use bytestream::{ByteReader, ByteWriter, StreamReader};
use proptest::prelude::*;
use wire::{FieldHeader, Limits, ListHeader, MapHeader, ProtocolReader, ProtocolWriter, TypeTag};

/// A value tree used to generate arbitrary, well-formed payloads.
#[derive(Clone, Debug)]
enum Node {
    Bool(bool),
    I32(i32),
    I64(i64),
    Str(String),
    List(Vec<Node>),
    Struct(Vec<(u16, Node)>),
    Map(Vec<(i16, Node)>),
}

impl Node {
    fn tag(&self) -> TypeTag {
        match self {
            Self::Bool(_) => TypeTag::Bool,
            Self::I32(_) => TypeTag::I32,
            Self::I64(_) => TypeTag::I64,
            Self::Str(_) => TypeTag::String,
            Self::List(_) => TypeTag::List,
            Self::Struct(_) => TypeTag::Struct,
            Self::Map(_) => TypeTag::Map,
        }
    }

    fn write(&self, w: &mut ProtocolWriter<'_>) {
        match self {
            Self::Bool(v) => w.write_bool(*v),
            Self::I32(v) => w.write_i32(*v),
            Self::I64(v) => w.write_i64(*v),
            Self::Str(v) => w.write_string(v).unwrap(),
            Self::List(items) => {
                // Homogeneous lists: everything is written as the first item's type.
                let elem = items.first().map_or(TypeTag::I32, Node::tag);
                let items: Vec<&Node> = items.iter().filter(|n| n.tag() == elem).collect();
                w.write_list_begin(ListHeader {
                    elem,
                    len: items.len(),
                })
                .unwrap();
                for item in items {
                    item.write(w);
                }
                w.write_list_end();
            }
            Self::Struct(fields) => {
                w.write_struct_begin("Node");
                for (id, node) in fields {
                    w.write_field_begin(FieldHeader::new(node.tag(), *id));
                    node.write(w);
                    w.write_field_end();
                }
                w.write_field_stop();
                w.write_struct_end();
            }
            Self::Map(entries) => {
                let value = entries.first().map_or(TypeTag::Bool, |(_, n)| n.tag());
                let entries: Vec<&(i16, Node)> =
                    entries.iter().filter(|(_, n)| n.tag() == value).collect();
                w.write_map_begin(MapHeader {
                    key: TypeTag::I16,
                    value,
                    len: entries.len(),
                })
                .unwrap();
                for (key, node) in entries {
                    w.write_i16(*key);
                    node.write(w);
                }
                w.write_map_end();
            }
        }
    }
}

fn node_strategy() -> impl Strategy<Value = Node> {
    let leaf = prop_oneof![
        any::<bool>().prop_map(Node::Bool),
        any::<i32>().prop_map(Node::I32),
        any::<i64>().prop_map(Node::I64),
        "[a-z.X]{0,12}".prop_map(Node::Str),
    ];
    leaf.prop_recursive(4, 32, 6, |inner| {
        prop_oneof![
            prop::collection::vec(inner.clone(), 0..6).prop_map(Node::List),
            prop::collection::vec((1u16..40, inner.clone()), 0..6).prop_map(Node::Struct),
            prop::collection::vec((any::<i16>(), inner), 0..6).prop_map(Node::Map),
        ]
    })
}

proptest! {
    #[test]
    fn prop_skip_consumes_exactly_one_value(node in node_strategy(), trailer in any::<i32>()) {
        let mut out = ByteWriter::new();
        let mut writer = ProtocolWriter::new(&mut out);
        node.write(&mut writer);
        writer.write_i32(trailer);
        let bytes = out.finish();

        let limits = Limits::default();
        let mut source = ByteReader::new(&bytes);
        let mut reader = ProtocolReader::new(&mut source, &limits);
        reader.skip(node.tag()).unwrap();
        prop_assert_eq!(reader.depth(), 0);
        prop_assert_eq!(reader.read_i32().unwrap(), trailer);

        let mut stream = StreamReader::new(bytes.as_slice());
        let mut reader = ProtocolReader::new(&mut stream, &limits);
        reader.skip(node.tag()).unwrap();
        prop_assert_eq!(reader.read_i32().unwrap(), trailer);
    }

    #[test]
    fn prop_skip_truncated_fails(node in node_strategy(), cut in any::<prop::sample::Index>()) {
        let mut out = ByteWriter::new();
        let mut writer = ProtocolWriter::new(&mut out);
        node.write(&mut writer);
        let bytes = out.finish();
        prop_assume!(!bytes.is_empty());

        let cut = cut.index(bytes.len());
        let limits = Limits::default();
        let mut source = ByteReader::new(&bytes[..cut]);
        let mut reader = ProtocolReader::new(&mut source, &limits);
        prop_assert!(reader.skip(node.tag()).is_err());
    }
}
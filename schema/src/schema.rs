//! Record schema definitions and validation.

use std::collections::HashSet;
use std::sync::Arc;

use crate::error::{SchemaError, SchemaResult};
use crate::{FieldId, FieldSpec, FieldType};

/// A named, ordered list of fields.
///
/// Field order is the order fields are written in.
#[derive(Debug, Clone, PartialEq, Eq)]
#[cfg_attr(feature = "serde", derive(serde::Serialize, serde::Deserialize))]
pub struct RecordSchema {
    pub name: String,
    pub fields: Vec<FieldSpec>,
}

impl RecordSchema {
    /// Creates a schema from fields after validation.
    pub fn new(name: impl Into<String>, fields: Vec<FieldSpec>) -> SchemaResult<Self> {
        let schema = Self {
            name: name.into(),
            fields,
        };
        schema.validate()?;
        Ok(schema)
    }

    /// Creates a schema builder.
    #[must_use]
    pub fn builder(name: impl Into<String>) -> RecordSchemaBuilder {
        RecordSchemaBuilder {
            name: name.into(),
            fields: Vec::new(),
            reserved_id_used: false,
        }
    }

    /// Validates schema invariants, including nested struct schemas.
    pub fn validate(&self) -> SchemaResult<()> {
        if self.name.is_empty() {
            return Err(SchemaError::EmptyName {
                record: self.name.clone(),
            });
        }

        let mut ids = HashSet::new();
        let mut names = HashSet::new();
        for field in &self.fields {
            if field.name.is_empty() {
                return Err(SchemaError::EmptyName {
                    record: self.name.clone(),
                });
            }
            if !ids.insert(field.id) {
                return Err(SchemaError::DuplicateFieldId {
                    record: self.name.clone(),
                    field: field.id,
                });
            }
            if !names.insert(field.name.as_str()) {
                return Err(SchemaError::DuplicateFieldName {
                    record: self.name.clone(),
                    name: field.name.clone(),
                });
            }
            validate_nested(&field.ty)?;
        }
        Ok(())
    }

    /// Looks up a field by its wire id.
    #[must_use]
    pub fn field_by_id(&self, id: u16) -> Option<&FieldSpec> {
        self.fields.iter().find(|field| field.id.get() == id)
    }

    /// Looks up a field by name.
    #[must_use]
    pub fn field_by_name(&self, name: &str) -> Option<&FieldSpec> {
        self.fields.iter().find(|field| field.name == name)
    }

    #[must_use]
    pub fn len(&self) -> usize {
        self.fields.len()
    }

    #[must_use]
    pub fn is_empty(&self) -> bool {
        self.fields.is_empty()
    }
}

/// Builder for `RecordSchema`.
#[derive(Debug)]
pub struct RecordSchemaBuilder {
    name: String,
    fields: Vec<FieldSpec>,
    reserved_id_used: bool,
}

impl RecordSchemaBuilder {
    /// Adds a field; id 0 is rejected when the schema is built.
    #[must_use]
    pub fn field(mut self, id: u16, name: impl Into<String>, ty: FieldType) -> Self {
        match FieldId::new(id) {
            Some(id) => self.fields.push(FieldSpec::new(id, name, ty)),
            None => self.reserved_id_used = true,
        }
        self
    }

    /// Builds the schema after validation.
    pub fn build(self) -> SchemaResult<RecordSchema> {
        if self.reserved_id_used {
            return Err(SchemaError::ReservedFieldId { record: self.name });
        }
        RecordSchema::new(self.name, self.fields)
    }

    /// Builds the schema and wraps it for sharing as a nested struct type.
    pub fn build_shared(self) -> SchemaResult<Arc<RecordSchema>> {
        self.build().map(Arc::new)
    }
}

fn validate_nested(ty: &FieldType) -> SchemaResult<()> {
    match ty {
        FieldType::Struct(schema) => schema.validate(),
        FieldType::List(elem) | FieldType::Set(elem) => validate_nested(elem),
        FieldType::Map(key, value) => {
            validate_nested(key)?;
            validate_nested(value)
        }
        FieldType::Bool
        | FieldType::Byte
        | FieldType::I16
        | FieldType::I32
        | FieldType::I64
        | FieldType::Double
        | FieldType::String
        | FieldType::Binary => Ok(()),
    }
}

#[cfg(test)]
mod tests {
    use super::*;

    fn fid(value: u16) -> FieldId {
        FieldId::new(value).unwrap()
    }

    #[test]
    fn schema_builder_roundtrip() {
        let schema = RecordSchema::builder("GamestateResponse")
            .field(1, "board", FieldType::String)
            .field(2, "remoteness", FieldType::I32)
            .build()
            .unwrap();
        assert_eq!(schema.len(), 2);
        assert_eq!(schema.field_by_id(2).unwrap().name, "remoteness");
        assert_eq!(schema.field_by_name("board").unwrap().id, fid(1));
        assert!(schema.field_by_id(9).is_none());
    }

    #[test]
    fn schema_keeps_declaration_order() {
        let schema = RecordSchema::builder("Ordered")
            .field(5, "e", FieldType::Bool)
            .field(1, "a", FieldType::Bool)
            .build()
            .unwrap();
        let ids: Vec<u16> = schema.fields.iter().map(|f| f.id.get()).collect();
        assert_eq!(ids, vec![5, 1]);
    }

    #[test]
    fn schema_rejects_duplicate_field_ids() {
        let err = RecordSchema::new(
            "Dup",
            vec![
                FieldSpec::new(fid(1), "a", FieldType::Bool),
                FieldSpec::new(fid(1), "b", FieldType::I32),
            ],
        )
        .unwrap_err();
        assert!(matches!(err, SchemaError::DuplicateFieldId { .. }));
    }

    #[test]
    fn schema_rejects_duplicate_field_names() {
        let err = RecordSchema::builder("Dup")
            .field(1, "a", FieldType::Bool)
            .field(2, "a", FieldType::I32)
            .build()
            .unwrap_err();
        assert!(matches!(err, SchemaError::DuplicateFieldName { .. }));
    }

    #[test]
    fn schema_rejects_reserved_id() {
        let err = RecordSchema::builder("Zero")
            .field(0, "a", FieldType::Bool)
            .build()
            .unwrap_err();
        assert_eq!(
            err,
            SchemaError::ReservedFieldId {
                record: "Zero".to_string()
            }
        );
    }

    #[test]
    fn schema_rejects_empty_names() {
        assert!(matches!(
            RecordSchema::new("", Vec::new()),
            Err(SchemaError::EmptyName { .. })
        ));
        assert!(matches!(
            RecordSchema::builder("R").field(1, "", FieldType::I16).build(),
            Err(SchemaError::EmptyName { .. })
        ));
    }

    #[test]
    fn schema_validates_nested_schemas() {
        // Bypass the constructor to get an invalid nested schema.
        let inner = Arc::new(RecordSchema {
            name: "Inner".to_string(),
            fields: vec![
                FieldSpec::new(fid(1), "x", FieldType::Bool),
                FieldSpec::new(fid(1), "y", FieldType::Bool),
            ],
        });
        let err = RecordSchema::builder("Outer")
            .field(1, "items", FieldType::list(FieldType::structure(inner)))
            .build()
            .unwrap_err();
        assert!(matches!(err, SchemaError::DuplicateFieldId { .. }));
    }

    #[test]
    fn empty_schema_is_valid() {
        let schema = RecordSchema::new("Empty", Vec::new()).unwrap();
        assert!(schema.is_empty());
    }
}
...
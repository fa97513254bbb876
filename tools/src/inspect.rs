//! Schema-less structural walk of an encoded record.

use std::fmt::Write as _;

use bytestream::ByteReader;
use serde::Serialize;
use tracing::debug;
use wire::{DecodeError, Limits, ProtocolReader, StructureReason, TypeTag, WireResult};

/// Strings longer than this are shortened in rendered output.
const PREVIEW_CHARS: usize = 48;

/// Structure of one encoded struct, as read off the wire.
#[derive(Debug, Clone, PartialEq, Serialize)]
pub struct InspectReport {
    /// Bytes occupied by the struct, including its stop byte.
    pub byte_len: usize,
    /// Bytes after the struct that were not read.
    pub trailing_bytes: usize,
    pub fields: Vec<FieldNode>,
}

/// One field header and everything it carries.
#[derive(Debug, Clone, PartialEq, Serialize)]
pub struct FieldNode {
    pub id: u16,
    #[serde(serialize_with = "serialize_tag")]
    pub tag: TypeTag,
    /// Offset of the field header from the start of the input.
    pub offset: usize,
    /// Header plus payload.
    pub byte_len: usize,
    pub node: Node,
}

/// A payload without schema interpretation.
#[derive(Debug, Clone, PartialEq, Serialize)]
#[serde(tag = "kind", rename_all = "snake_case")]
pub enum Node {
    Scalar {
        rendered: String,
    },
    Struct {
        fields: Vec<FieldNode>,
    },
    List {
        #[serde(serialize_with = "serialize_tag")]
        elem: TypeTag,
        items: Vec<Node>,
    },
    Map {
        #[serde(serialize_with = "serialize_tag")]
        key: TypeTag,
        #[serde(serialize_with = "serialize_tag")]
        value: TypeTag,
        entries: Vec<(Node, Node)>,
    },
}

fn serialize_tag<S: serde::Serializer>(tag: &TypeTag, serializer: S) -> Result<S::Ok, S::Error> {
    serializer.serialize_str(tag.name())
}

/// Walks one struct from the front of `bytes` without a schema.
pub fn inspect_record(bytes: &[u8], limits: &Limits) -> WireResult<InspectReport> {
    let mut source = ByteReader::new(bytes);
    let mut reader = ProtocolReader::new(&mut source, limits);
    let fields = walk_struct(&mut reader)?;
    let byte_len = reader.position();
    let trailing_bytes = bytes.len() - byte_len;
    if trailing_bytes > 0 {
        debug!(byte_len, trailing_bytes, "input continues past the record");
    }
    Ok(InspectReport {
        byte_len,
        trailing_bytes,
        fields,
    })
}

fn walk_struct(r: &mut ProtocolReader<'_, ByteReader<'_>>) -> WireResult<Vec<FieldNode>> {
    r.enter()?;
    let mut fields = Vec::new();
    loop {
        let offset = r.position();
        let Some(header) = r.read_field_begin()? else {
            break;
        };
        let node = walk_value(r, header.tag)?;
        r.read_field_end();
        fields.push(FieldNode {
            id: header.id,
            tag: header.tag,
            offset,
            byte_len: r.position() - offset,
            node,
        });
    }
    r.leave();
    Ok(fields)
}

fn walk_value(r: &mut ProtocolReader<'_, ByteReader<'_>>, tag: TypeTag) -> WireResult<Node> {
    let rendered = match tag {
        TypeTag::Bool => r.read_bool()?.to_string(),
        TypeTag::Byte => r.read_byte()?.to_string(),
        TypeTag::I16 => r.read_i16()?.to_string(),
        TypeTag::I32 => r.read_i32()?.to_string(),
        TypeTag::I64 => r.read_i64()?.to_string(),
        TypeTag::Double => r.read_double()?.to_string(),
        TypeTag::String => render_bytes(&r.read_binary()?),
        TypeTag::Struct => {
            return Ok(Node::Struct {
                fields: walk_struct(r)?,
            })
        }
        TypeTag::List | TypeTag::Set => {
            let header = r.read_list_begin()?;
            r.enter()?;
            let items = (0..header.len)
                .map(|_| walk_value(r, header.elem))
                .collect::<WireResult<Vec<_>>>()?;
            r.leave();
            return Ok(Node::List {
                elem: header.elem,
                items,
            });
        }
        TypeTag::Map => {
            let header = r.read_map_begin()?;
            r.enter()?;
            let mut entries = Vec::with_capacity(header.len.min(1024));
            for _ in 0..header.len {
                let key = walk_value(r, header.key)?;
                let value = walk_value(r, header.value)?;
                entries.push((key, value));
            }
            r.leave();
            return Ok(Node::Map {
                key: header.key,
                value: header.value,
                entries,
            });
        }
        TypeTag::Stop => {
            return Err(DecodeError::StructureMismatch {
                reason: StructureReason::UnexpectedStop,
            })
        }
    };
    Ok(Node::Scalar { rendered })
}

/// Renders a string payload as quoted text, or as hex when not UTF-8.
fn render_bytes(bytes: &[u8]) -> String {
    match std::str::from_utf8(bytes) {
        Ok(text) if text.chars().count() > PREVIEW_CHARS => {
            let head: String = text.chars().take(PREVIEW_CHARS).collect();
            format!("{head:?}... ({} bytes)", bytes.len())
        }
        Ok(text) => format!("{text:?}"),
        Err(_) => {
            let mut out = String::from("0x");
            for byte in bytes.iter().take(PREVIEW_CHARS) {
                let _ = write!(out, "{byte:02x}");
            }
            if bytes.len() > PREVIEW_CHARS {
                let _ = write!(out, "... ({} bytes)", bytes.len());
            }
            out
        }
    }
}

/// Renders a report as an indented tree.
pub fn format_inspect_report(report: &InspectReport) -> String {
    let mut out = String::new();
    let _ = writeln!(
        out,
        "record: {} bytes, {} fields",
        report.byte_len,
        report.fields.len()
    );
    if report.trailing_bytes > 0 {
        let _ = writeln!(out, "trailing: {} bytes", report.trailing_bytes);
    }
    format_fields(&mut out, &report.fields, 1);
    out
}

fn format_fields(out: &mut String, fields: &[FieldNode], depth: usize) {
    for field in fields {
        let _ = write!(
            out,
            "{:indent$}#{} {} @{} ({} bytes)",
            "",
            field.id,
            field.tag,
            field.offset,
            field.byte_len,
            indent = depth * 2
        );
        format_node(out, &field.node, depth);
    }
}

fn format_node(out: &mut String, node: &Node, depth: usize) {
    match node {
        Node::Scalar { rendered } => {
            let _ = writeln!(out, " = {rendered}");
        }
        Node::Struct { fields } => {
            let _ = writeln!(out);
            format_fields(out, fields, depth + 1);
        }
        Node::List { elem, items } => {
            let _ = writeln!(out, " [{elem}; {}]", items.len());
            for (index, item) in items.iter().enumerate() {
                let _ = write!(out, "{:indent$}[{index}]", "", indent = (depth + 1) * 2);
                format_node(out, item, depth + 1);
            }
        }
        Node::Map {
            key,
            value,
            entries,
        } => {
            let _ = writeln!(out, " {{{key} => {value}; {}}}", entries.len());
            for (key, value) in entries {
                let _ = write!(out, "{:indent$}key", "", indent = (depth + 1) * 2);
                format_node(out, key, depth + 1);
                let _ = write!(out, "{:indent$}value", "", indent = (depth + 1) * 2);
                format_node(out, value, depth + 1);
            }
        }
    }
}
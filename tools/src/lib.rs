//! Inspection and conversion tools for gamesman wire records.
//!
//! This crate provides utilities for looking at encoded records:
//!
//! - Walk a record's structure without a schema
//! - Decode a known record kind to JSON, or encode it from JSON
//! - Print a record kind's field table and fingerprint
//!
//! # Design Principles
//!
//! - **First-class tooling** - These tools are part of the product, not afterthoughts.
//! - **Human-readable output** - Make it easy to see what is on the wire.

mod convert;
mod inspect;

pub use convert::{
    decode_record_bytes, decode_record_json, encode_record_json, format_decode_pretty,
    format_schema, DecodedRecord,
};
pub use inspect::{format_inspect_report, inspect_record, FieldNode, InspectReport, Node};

HOW TO COMPLETE THIS TASK |
Go over the listing above and copy out each line that includes "source".

EXERCISE OUTPUT |
        let mut source = ByteReader::new(&bytes);
        let mut reader = ProtocolReader::new(&mut source, &limits);
        let mut source = ByteReader::new(&bytes[..cut]);
        let mut reader = ProtocolReader::new(&mut source, &limits);
    let mut source = ByteReader::new(bytes);
    let mut reader = ProtocolReader::new(&mut source, limits);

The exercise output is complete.